*** RAW DATA
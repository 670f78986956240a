use std::sync::atomic::{AtomicBool, Ordering};
use std::sync::Arc;
use std::time::{Duration, Instant};

use crate::error::StitchError;

/// Timed sections of a stitching run.
#[derive(Debug, Clone, Copy, PartialEq, Eq, Hash)]
pub enum Stage {
    /// Keypoint detection and description.
    Features,
    /// Pairwise matching and geometric verification.
    Matching,
    /// Camera initialization, bundle adjustment and wave correction.
    Adjusting,
    /// Matching plus adjusting.
    Registration,
    /// Seam estimation on the low resolution warped images.
    SeamSearch,
    /// Warping at compose scale and blending.
    Blending,
    /// Seam search plus blending.
    Composing,
    /// The whole run.
    Total,
}

/// Sink for per-stage elapsed times.
pub trait Telemetry {
    /// Record the time spent in a stage.
    fn record(&mut self, stage: Stage, elapsed: Duration);
}

impl Telemetry for () {
    fn record(&mut self, _stage: Stage, _elapsed: Duration) {}
}

/// Accumulated elapsed time of every stage.
#[derive(Debug, Clone, Copy, Default, PartialEq)]
pub struct StageTimings {
    /// Time spent finding features.
    pub features: Duration,
    /// Time spent matching pairs.
    pub matching: Duration,
    /// Time spent estimating and refining cameras.
    pub adjusting: Duration,
    /// Time spent registering images.
    pub registration: Duration,
    /// Time spent searching seams.
    pub seam_search: Duration,
    /// Time spent warping and blending at compose scale.
    pub blending: Duration,
    /// Time spent composing the panorama.
    pub composing: Duration,
    /// Time spent in the whole run.
    pub total: Duration,
}

impl Telemetry for StageTimings {
    fn record(&mut self, stage: Stage, elapsed: Duration) {
        let slot = match stage {
            Stage::Features => &mut self.features,
            Stage::Matching => &mut self.matching,
            Stage::Adjusting => &mut self.adjusting,
            Stage::Registration => &mut self.registration,
            Stage::SeamSearch => &mut self.seam_search,
            Stage::Blending => &mut self.blending,
            Stage::Composing => &mut self.composing,
            Stage::Total => &mut self.total,
        };
        *slot += elapsed;
    }
}

/// Caller supplied state threaded through a run.
///
/// The deadline and the cancel flag are only checked between stages, so a run always stops
/// on a stage boundary.
#[derive(Default)]
pub struct StitchContext<'a> {
    telemetry: Option<&'a mut dyn Telemetry>,
    deadline: Option<Instant>,
    cancel: Option<Arc<AtomicBool>>,
}

impl<'a> StitchContext<'a> {
    /// Context without telemetry, deadline or cancellation.
    pub fn new() -> Self {
        Self::default()
    }

    /// Report stage timings to the given sink.
    pub fn with_telemetry(mut self, telemetry: &'a mut dyn Telemetry) -> Self {
        self.telemetry = Some(telemetry);
        self
    }

    /// Abort the run at the first stage boundary after `deadline`.
    pub fn with_deadline(mut self, deadline: Instant) -> Self {
        self.deadline = Some(deadline);
        self
    }

    /// Abort the run at the first stage boundary after `flag` is set.
    pub fn with_cancel_flag(mut self, flag: Arc<AtomicBool>) -> Self {
        self.cancel = Some(flag);
        self
    }

    /// Forward an elapsed time to the telemetry sink, if any.
    pub fn record(&mut self, stage: Stage, elapsed: Duration) {
        if let Some(telemetry) = self.telemetry.as_deref_mut() {
            telemetry.record(stage, elapsed);
        }
    }

    /// Check cancellation and deadline before entering `next`.
    pub fn checkpoint(&self, next: Stage) -> Result<(), StitchError> {
        if let Some(flag) = &self.cancel {
            if flag.load(Ordering::Relaxed) {
                return Err(StitchError::Cancelled(next));
            }
        }
        if let Some(deadline) = self.deadline {
            if Instant::now() >= deadline {
                return Err(StitchError::DeadlineExceeded(next));
            }
        }
        Ok(())
    }
}

#[cfg(test)]
mod tests {
    use super::*;

    #[test]
    fn test_stage_timings_accumulate() {
        let mut timings = StageTimings::default();
        let mut ctx = StitchContext::new().with_telemetry(&mut timings);
        ctx.record(Stage::Matching, Duration::from_millis(5));
        ctx.record(Stage::Matching, Duration::from_millis(7));
        ctx.record(Stage::Total, Duration::from_millis(20));
        drop(ctx);

        assert_eq!(timings.matching, Duration::from_millis(12));
        assert_eq!(timings.total, Duration::from_millis(20));
        assert_eq!(timings.features, Duration::ZERO);
    }

    #[test]
    fn test_checkpoint() {
        let flag = Arc::new(AtomicBool::new(false));
        let ctx = StitchContext::new().with_cancel_flag(flag.clone());
        assert!(ctx.checkpoint(Stage::Features).is_ok());

        flag.store(true, Ordering::Relaxed);
        assert!(matches!(
            ctx.checkpoint(Stage::Matching),
            Err(StitchError::Cancelled(Stage::Matching))
        ));

        let past = Instant::now() - Duration::from_millis(1);
        let ctx = StitchContext::new().with_deadline(past);
        assert!(matches!(
            ctx.checkpoint(Stage::Blending),
            Err(StitchError::DeadlineExceeded(Stage::Blending))
        ));
    }
}
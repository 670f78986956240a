#![deny(missing_docs)]
//! Image types for the panorama stitching pipeline

/// image representation for computer vision purposes.
pub mod image;

/// Error types for the image module.
pub mod error;

/// Element-wise operations over images.
pub mod ops;

pub use crate::error::ImageError;
pub use crate::image::{Image, ImageSize};
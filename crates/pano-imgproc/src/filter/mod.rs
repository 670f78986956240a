mod kernels;
pub use kernels::*;

mod separable_filter;
pub use separable_filter::*;
use glam::DMat3;

use pano_geometry::autocalib::intrinsic_matrix;

/// Intrinsics and orientation of one registered image.
///
/// `rotation` maps camera rays to panorama rays, so a pixel `x` sees the direction
/// `rotation * K⁻¹ x`.
#[derive(Debug, Clone, Copy, PartialEq)]
pub struct CameraParams {
    /// Focal length in pixels.
    pub focal: f64,
    /// Principal point column.
    pub ppx: f64,
    /// Principal point row.
    pub ppy: f64,
    /// Camera to panorama rotation.
    pub rotation: DMat3,
}

impl CameraParams {
    /// Camera with the principal point at the image center.
    pub fn new(focal: f64, width: usize, height: usize, rotation: DMat3) -> Self {
        Self {
            focal,
            ppx: 0.5 * width as f64,
            ppy: 0.5 * height as f64,
            rotation,
        }
    }

    /// Intrinsic matrix.
    pub fn intrinsics(&self) -> DMat3 {
        intrinsic_matrix(self.focal, self.ppx, self.ppy)
    }

    /// The same camera for an image resized by `scale`.
    pub fn scaled(&self, scale: f64) -> Self {
        Self {
            focal: self.focal * scale,
            ppx: self.ppx * scale,
            ppy: self.ppy * scale,
            rotation: self.rotation,
        }
    }
}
******
**EXERCISE INSTRUCTIONS:** The data must be retyped in full, exactly as it reads.

**RESPONSE:**
repository 670f78986956240a
use std::sync::atomic::{AtomicBool, Ordering};
use std::sync::Arc;
use std::time::{Duration, Instant};

use crate::error::StitchError;

/// Timed sections of a stitching run.
#[derive(Debug, Clone, Copy, PartialEq, Eq, Hash)]
pub enum Stage {
    /// Keypoint detection and description.
    Features,
    /// Pairwise matching and geometric verification.
    Matching,
    /// Camera initialization, bundle adjustment and wave correction.
    Adjusting,
    /// Matching plus adjusting.
    Registration,
    /// Seam estimation on the low resolution warped images.
    SeamSearch,
    /// Warping at compose scale and blending.
    Blending,
    /// Seam search plus blending.
    Composing,
    /// The whole run.
    Total,
}

/// Sink for per-stage elapsed times.
pub trait Telemetry {
    /// Record the time spent in a stage.
    fn record(&mut self, stage: Stage, elapsed: Duration);
}

impl Telemetry for () {
    fn record(&mut self, _stage: Stage, _elapsed: Duration) {}
}

/// Accumulated elapsed time of every stage.
#[derive(Debug, Clone, Copy, Default, PartialEq)]
pub struct StageTimings {
    /// Time spent finding features.
    pub features: Duration,
    /// Time spent matching pairs.
    pub matching: Duration,
    /// Time spent estimating and refining cameras.
    pub adjusting: Duration,
    /// Time spent registering images.
    pub registration: Duration,
    /// Time spent searching seams.
    pub seam_search: Duration,
    /// Time spent warping and blending at compose scale.
    pub blending: Duration,
    /// Time spent composing the panorama.
    pub composing: Duration,
    /// Time spent in the whole run.
    pub total: Duration,
}

impl Telemetry for StageTimings {
    fn record(&mut self, stage: Stage, elapsed: Duration) {
        let slot = match stage {
            Stage::Features => &mut self.features,
            Stage::Matching => &mut self.matching,
            Stage::Adjusting => &mut self.adjusting,
            Stage::Registration => &mut self.registration,
            Stage::SeamSearch => &mut self.seam_search,
            Stage::Blending => &mut self.blending,
            Stage::Composing => &mut self.composing,
            Stage::Total => &mut self.total,
        };
        *slot += elapsed;
    }
}

/// Caller supplied state threaded through a run.
///
/// The deadline and the cancel flag are only checked between stages, so a run always stops
/// on a stage boundary.
#[derive(Default)]
pub struct StitchContext<'a> {
    telemetry: Option<&'a mut dyn Telemetry>,
    deadline: Option<Instant>,
    cancel: Option<Arc<AtomicBool>>,
}

impl<'a> StitchContext<'a> {
    /// Context without telemetry, deadline or cancellation.
    pub fn new() -> Self {
        Self::default()
    }

    /// Report stage timings to the given sink.
    pub fn with_telemetry(mut self, telemetry: &'a mut dyn Telemetry) -> Self {
        self.telemetry = Some(telemetry);
        self
    }

    /// Abort the run at the first stage boundary after `deadline`.
    pub fn with_deadline(mut self, deadline: Instant) -> Self {
        self.deadline = Some(deadline);
        self
    }

    /// Abort the run at the first stage boundary after `flag` is set.
    pub fn with_cancel_flag(mut self, flag: Arc<AtomicBool>) -> Self {
        self.cancel = Some(flag);
        self
    }

    /// Forward an elapsed time to the telemetry sink, if any.
    pub fn record(&mut self, stage: Stage, elapsed: Duration) {
        if let Some(telemetry) = self.telemetry.as_deref_mut() {
            telemetry.record(stage, elapsed);
        }
    }

    /// Check cancellation and deadline before entering `next`.
    pub fn checkpoint(&self, next: Stage) -> Result<(), StitchError> {
        if let Some(flag) = &self.cancel {
            if flag.load(Ordering::Relaxed) {
                return Err(StitchError::Cancelled(next));
            }
        }
        if let Some(deadline) = self.deadline {
            if Instant::now() >= deadline {
                return Err(StitchError::DeadlineExceeded(next));
            }
        }
        Ok(())
    }
}

#[cfg(test)]
mod tests {
    use super::*;

    #[test]
    fn test_stage_timings_accumulate() {
        let mut timings = StageTimings::default();
        let mut ctx = StitchContext::new().with_telemetry(&mut timings);
        ctx.record(Stage::Matching, Duration::from_millis(5));
        ctx.record(Stage::Matching, Duration::from_millis(7));
        ctx.record(Stage::Total, Duration::from_millis(20));
        drop(ctx);

        assert_eq!(timings.matching, Duration::from_millis(12));
        assert_eq!(timings.total, Duration::from_millis(20));
        assert_eq!(timings.features, Duration::ZERO);
    }

    #[test]
    fn test_checkpoint() {
        let flag = Arc::new(AtomicBool::new(false));
        let ctx = StitchContext::new().with_cancel_flag(flag.clone());
        assert!(ctx.checkpoint(Stage::Features).is_ok());

        flag.store(true, Ordering::Relaxed);
        assert!(matches!(
            ctx.checkpoint(Stage::Matching),
            Err(StitchError::Cancelled(Stage::Matching))
        ));

        let past = Instant::now() - Duration::from_millis(1);
        let ctx = StitchContext::new().with_deadline(past);
        assert!(matches!(
            ctx.checkpoint(Stage::Blending),
            Err(StitchError::DeadlineExceeded(Stage::Blending))
        ));
    }
}
repository 670f78986956240a
#![deny(missing_docs)]
//! Image types for the panorama stitching pipeline

/// image representation for computer vision purposes.
pub mod image;

/// Error types for the image module.
pub mod error;

/// Element-wise operations over images.
pub mod ops;

pub use crate::error::ImageError;
pub use crate::image::{Image, ImageSize};
filename crates/pano-imgproc/src/filter/mod.rs
repository 670f78986956240a
mod kernels;
pub use kernels::*;

mod separable_filter;
pub use separable_filter::*;
use glam::DMat3;

use pano_geometry::autocalib::intrinsic_matrix;

/// Intrinsics and orientation of one registered image.
///
/// `rotation` maps camera rays to panorama rays, so a pixel `x` sees the direction
/// `rotation * K⁻¹ x`.
#[derive(Debug, Clone, Copy, PartialEq)]
pub struct CameraParams {
    /// Focal length in pixels.
    pub focal: f64,
    /// Principal point column.
    pub ppx: f64,
    /// Principal point row.
    pub ppy: f64,
    /// Camera to panorama rotation.
    pub rotation: DMat3,
}

impl CameraParams {
    /// Camera with the principal point at the image center.
    pub fn new(focal: f64, width: usize, height: usize, rotation: DMat3) -> Self {
        Self {
            focal,
            ppx: 0.5 * width as f64,
            ppy: 0.5 * height as f64,
            rotation,
        }
    }

    /// Intrinsic matrix.
    pub fn intrinsics(&self) -> DMat3 {
        intrinsic_matrix(self.focal, self.ppx, self.ppy)
    }

    /// The same camera for an image resized by `scale`.
    pub fn scaled(&self, scale: f64) -> Self {
        Self {
            focal: self.focal * scale,
            ppx: self.ppx * scale,
            ppy: self.ppy * scale,
            rotation: self.rotation,
        }
    }
}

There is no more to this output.